• [Problem statement] Locate every line in the records below that holds the word "checks" and return each one.

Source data
Content starts
//! Content-addressed reply cache
//!
//! Replies are stored one file per prompt under `~/.llm-checks-cache/`,
//! named by the SHA-256 hex digest of the exact prompt text. A changed
//! prompt, even a one-line shift in the numbered source, is a new key.
//!
//! # Error Handling
//!
//! Cache operations are best-effort. A read failure is reported as a miss
//! and a write failure leaves the reply unpersisted; both log a warning and
//! never reach the caller as errors.
//!
//! There is no cross-process locking: two runs over the same prompt may both
//! miss and both write the key. The content is identical, and writes land
//! through a rename, so readers never observe a partial entry.

use sha2::{Digest, Sha256};
use std::fs;
use std::io::ErrorKind;
use std::path::{Path, PathBuf};
use uuid::Uuid;

const CACHE_DIR: &str = ".llm-checks-cache";
const ENTRY_EXTENSION: &str = "json";

/// SHA-256 hex digest of the prompt bytes
pub fn prompt_key(prompt: &str) -> String {
    let digest = Sha256::digest(prompt.as_bytes());
    digest.iter().map(|b| format!("{:02x}", b)).collect()
}

/// Default cache root under the user's home directory
pub fn default_cache_root() -> Option<PathBuf> {
    dirs::home_dir().map(|home| home.join(CACHE_DIR))
}

/// Cache statistics for reporting
#[derive(Debug, Default, Clone, Copy, PartialEq, Eq)]
pub struct CacheStats {
    pub hits: usize,
    pub misses: usize,
    pub writes: usize,
}

/// Reply cache rooted at a directory
#[derive(Debug, Clone)]
pub struct ResponseCache {
    root: PathBuf,
    stats: CacheStats,
}

impl ResponseCache {
    pub fn new(root: impl Into<PathBuf>) -> Self {
        Self {
            root: root.into(),
            stats: CacheStats::default(),
        }
    }

    pub fn root(&self) -> &Path {
        &self.root
    }

    pub fn stats(&self) -> CacheStats {
        self.stats
    }

    pub fn entry_path(&self, key: &str) -> PathBuf {
        self.root.join(format!("{}.{}", key, ENTRY_EXTENSION))
    }

    /// Cached reply for `key`, or `None` on a miss or unreadable entry
    pub fn get(&mut self, key: &str) -> Option<String> {
        let path = self.entry_path(key);
        match fs::read_to_string(&path) {
            Ok(reply) => {
                self.stats.hits += 1;
                log::debug!("cache hit {}", key);
                Some(reply)
            }
            Err(err) => {
                self.stats.misses += 1;
                if err.kind() != ErrorKind::NotFound {
                    log::warn!("Failed to read cache entry {}: {}", path.display(), err);
                }
                None
            }
        }
    }

    /// Persist `reply` under `key`. Failures are logged, not returned.
    pub fn put(&mut self, key: &str, reply: &str) {
        match self.write_entry(key, reply) {
            Ok(()) => {
                self.stats.writes += 1;
                log::debug!("cache write {}", key);
            }
            Err(err) => {
                log::warn!("Failed to write cache entry {}: {}", key, err);
            }
        }
    }

    fn write_entry(&self, key: &str, reply: &str) -> std::io::Result<()> {
        fs::create_dir_all(&self.root)?;
        let path = self.entry_path(key);
        let tmp_path = self.root.join(format!(".{}.{}.tmp", key, Uuid::new_v4()));
        fs::write(&tmp_path, reply)?;
        if let Err(err) = fs::rename(&tmp_path, &path) {
            let _ = fs::remove_file(&tmp_path);
            return Err(err);
        }
        Ok(())
    }
}

#[cfg(test)]
mod tests {
    use super::*;
    use tempfile::tempdir;

    #[test]
    fn test_prompt_key_is_sha256_hex() {
        assert_eq!(
            prompt_key(""),
            "e3b0c44298fc1c149afbf4c8996fb92427ae41e4649b934ca495991b7852b855"
        );
        assert_eq!(
            prompt_key("abc"),
            "ba7816bf8f01cfea414140de5dae2223b00361a396177a9cb410ff61f20015ad"
        );
    }

    #[test]
    fn test_one_character_changes_key() {
        let a = prompt_key("Code:\n1.class A {}\n");
        let b = prompt_key("Code:\n2.class A {}\n");
        assert_ne!(a, b);
        assert_eq!(a, prompt_key("Code:\n1.class A {}\n"));
    }

    #[test]
    fn test_put_then_get_returns_reply() {
        let dir = tempdir().unwrap();
        let mut cache = ResponseCache::new(dir.path().join("nested").join("cache"));
        let key = prompt_key("prompt");
        let reply = "[ERROR] Name 'x' (2.5.1) (3)\n";

        assert_eq!(cache.get(&key), None);
        cache.put(&key, reply);
        assert_eq!(cache.get(&key).as_deref(), Some(reply));
        assert!(cache.entry_path(&key).ends_with(format!("{}.json", key)));
        assert_eq!(
            cache.stats(),
            CacheStats {
                hits: 1,
                misses: 1,
                writes: 1
            }
        );
    }

    #[test]
    fn test_overwrite_with_same_content() {
        let dir = tempdir().unwrap();
        let mut cache = ResponseCache::new(dir.path());
        let key = prompt_key("p");
        cache.put(&key, "reply");
        cache.put(&key, "reply");
        assert_eq!(cache.get(&key).as_deref(), Some("reply"));
        let leftovers: Vec<_> = fs::read_dir(dir.path())
            .unwrap()
            .filter_map(|e| e.ok())
            .filter(|e| e.file_name().to_string_lossy().ends_with(".tmp"))
            .collect();
        assert!(leftovers.is_empty());
    }

    #[test]
    fn test_unwritable_root_is_not_fatal() {
        let dir = tempdir().unwrap();
        let blocker = dir.path().join("file");
        fs::write(&blocker, "not a directory").unwrap();
        let mut cache = ResponseCache::new(blocker.join("cache"));
        cache.put("k", "reply");
        assert_eq!(cache.get("k"), None);
        assert_eq!(cache.stats().writes, 0);
    }
}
Content ends
• [Completed task]
//! Replies are stored one file per prompt under `~/.llm-checks-cache/`,
const CACHE_DIR: &str = ".llm-checks-cache";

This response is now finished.